As you can tell, I'm back from my month long vacation. It was great! I visited family in India and made my way to several awesome places and also visited Katy in Nepal, pictures to be posted later when I sort through all 1,000 of them!

Anyway, thought I'd kick off blogging again with some fun tricks. If you read the MS Exchange Team blog, you would have spotted the article on The Secret Decoder Ring. Long story short, the default admin group and routing group in Exchange 2007 are named quite oddly:

Exchange Administrative Group (FYDIBOHF23SPDLT)
Exchange Routing Group (DWBGZMFD01QNBJR)

I actually didn't know what they meant either... only a few people on the team knew. During a presentation by a fellow PM on the team on the subject, I decided to solve the puzzle using PowerShell. Here is how I got started.

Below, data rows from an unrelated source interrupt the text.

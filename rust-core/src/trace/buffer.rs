//! Lock-free trace queue
//!
//! Single-producer/single-consumer hand-off of sweeps from an acquisition
//! thread (or a replay of recorded sweeps) to the tick loop.

use ringbuf::{HeapConsumer, HeapProducer, HeapRb};

use super::{Trace, TraceSource};
use crate::error::AcquisitionError;

/// Bounded queue of sweeps
pub struct TraceQueue {
    producer: HeapProducer<Trace>,
    consumer: HeapConsumer<Trace>,
    capacity: usize,
}

impl TraceQueue {
    /// Create a new queue holding at most `capacity` sweeps
    pub fn new(capacity: usize) -> Self {
        let rb = HeapRb::<Trace>::new(capacity);
        let (producer, consumer) = rb.split();

        Self {
            producer,
            consumer,
            capacity,
        }
    }

    /// Split into producer and consumer ends
    pub fn split(self) -> (TraceProducer, TraceConsumer) {
        (
            TraceProducer {
                producer: self.producer,
                capacity: self.capacity,
            },
            TraceConsumer {
                consumer: self.consumer,
                capacity: self.capacity,
            },
        )
    }

    pub fn capacity(&self) -> usize {
        self.capacity
    }
}

/// Writing end of a [`TraceQueue`]
pub struct TraceProducer {
    producer: HeapProducer<Trace>,
    capacity: usize,
}

impl TraceProducer {
    /// Enqueue a sweep
    ///
    /// # Returns
    /// The sweep back if the queue is full
    pub fn push(&mut self, trace: Trace) -> Result<(), Trace> {
        self.producer.push(trace)
    }

    /// Number of free slots
    pub fn free_len(&self) -> usize {
        self.producer.free_len()
    }

    pub fn capacity(&self) -> usize {
        self.capacity
    }
}

/// Reading end of a [`TraceQueue`]; acts as a trace source
pub struct TraceConsumer {
    consumer: HeapConsumer<Trace>,
    capacity: usize,
}

impl TraceConsumer {
    /// Number of queued sweeps
    pub fn len(&self) -> usize {
        self.consumer.len()
    }

    pub fn is_empty(&self) -> bool {
        self.consumer.is_empty()
    }

    /// Drop everything queued so far
    pub fn clear(&mut self) -> usize {
        let mut dropped = 0;
        while self.consumer.pop().is_some() {
            dropped += 1;
        }
        dropped
    }

    pub fn capacity(&self) -> usize {
        self.capacity
    }
}

impl TraceSource for TraceConsumer {
    fn next_trace(&mut self) -> Result<Trace, AcquisitionError> {
        self.consumer.pop().ok_or(AcquisitionError::NoData)
    }
}

#[cfg(test)]
mod tests {
    use super::*;

    fn trace(offset: f64) -> Trace {
        Trace::new(vec![1.0, 2.0], vec![offset, offset], vec![0.0, 0.0]).unwrap()
    }

    #[test]
    fn test_queue_fifo_order() {
        let (mut producer, mut consumer) = TraceQueue::new(4).split();
        producer.push(trace(1.0)).unwrap();
        producer.push(trace(2.0)).unwrap();
        assert_eq!(consumer.len(), 2);

        assert_eq!(consumer.next_trace().unwrap().magnitudes()[0], 1.0);
        assert_eq!(consumer.next_trace().unwrap().magnitudes()[0], 2.0);
        assert!(consumer.is_empty());
    }

    #[test]
    fn test_queue_overflow_returns_trace() {
        let (mut producer, _consumer) = TraceQueue::new(1).split();
        producer.push(trace(1.0)).unwrap();
        assert_eq!(producer.free_len(), 0);

        let rejected = producer.push(trace(2.0)).unwrap_err();
        assert_eq!(rejected.magnitudes()[0], 2.0);
    }

    #[test]
    fn test_empty_queue_is_no_data() {
        let (_producer, mut consumer) = TraceQueue::new(2).split();
        assert!(matches!(consumer.next_trace(), Err(AcquisitionError::NoData)));
    }

    #[test]
    fn test_clear() {
        let (mut producer, mut consumer) = TraceQueue::new(3).split();
        producer.push(trace(1.0)).unwrap();
        producer.push(trace(2.0)).unwrap();
        assert_eq!(consumer.clear(), 2);
        assert!(consumer.is_empty());
    }
}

#1. Assume the letters are the results of a cipher

In all ciphers, there is a generating function, so the goal is to guess the generating function. If you can guess the generating function, you can work backwards and construct the original message.

#2. Use PowerShell to examine each letter

We want to look at each letter in a sequence. There are several ways of doing this:

Boring standard way:

$str = "FYDIBOHF23SPDLT" 
for($i =0; $i -lt $str.Length; $i++) { $str[$i] }

Cool powershell way. First examine what is available for you to use using get-member or gm:

"FYDIBOHF23SPDLT" | gm

You'll see that Strings have an interesting method:

GetEnumerator Method System.CharEnumerator GetEnumerator()

You see that it returns a CharEnumerator. What does this do?  Best way to find out is to try it out:

PS> "Test".GetEnumerator()
T
e
s
t

As you can see, each character in the string is returned immediately as a seperate entity. Useful.

#3. Now that we know how to get to each letter in the coded message, its time to guess the generating function. We know that each letter represents an actual value, so it should be straightforward to automate "guessing" the function. From past experience I knew that text ciphers are generally based on a either a rotation scheme (each letter in a code represents another letter). So the best place to start is to write a script that takes the string and then strong arms the rotation (i.e. runs the text through different rotations):

"FYDIBOHF23SPDLT".getenumerator() | % { [char]([int]$_- 20 } 

What is the above doing? Let me explain what's going on. The result of the call to GetEnumerator() returns characters, which are then passed to a foreach that basically rotates that letter by a given number (in this example it rotates each letter by 20). But that actually returns another list of characters, which is a little annoying. That's not the main problem, its still not automatable, but at least if we had pure human labor and this was a real code to crack, we could throw humans at the problem by letting them guess arbitrary numbers. The real world code crackers, however, rely on automation.

Another explanation of what [Char] [int] does. Each letter returned is a "char" which in technical lingo is a special type representing a readable or non-readable character (like "L"). Well we need to be able to operate on this as a number for our code cracking, so we need to cast it to a number or integer. This is done by applying [int] to the value we want to covert. In PowerShell all literals are either string or nums at the end of the day, so you have to be careful of this trick. For example:

[int]'f'

fails but:

[int][char]'f'

works. Can you figure out why? Anyway, back to the exercise, in our case remember that GetEnumerator() returns a CharEnumerator, which coincidentally is a char, so we just need to cast the current letter coming through the pipeline to a [int] and then operate on it, in our case rotating negatively (subtracting) the current char by the given rotation amount. For example: Rot = 1, letter = B, code = A. This is because if you walk back from B by one letter you get A.

#4. Automate the function to walk through a huge list of rotatations. Step #3 gave us a way to apply a rotation

filter guesser
{
  $rot = $_ 
  "FYDIBOHF23SPDLT".getenumerator() | % { [char]([int]$_- $rot }  | &{
    process 
    {
      $local:s += $_ 
    }
    end
    {
      $s 
    } 
  }
}

This looks complicated but really what its doing is defining a function that takes numbers and then applies those numbers as rotations to the code. So for example, this works:

PS> 1..5 | guesser
EXCHANGE12ROCKS
DWBG@MFD01QNBJR
CVAF?LEC/0PMAIQ
BU@E>KDB./OL@HP
AT?D=JCA-.NK?GO

And whoala, there's our secret right there. Looks like the code was using 1 as a rotation :)

To impress your friends (or scare away the ladies), knowing that the rotation is 1, in the future you could just do this:

"FYDIBOHF23SPDLT".getenumerator() | % { [char]([int]$_- 1 } 

But wait, what about the other message DWBGZMFD01QNBJR? You'll find that 1..200 doesn't yield anything useful. But you should be able to figure that out without changing any of the functions above. Its a nice PowerShell trick that I will leave as an exercise.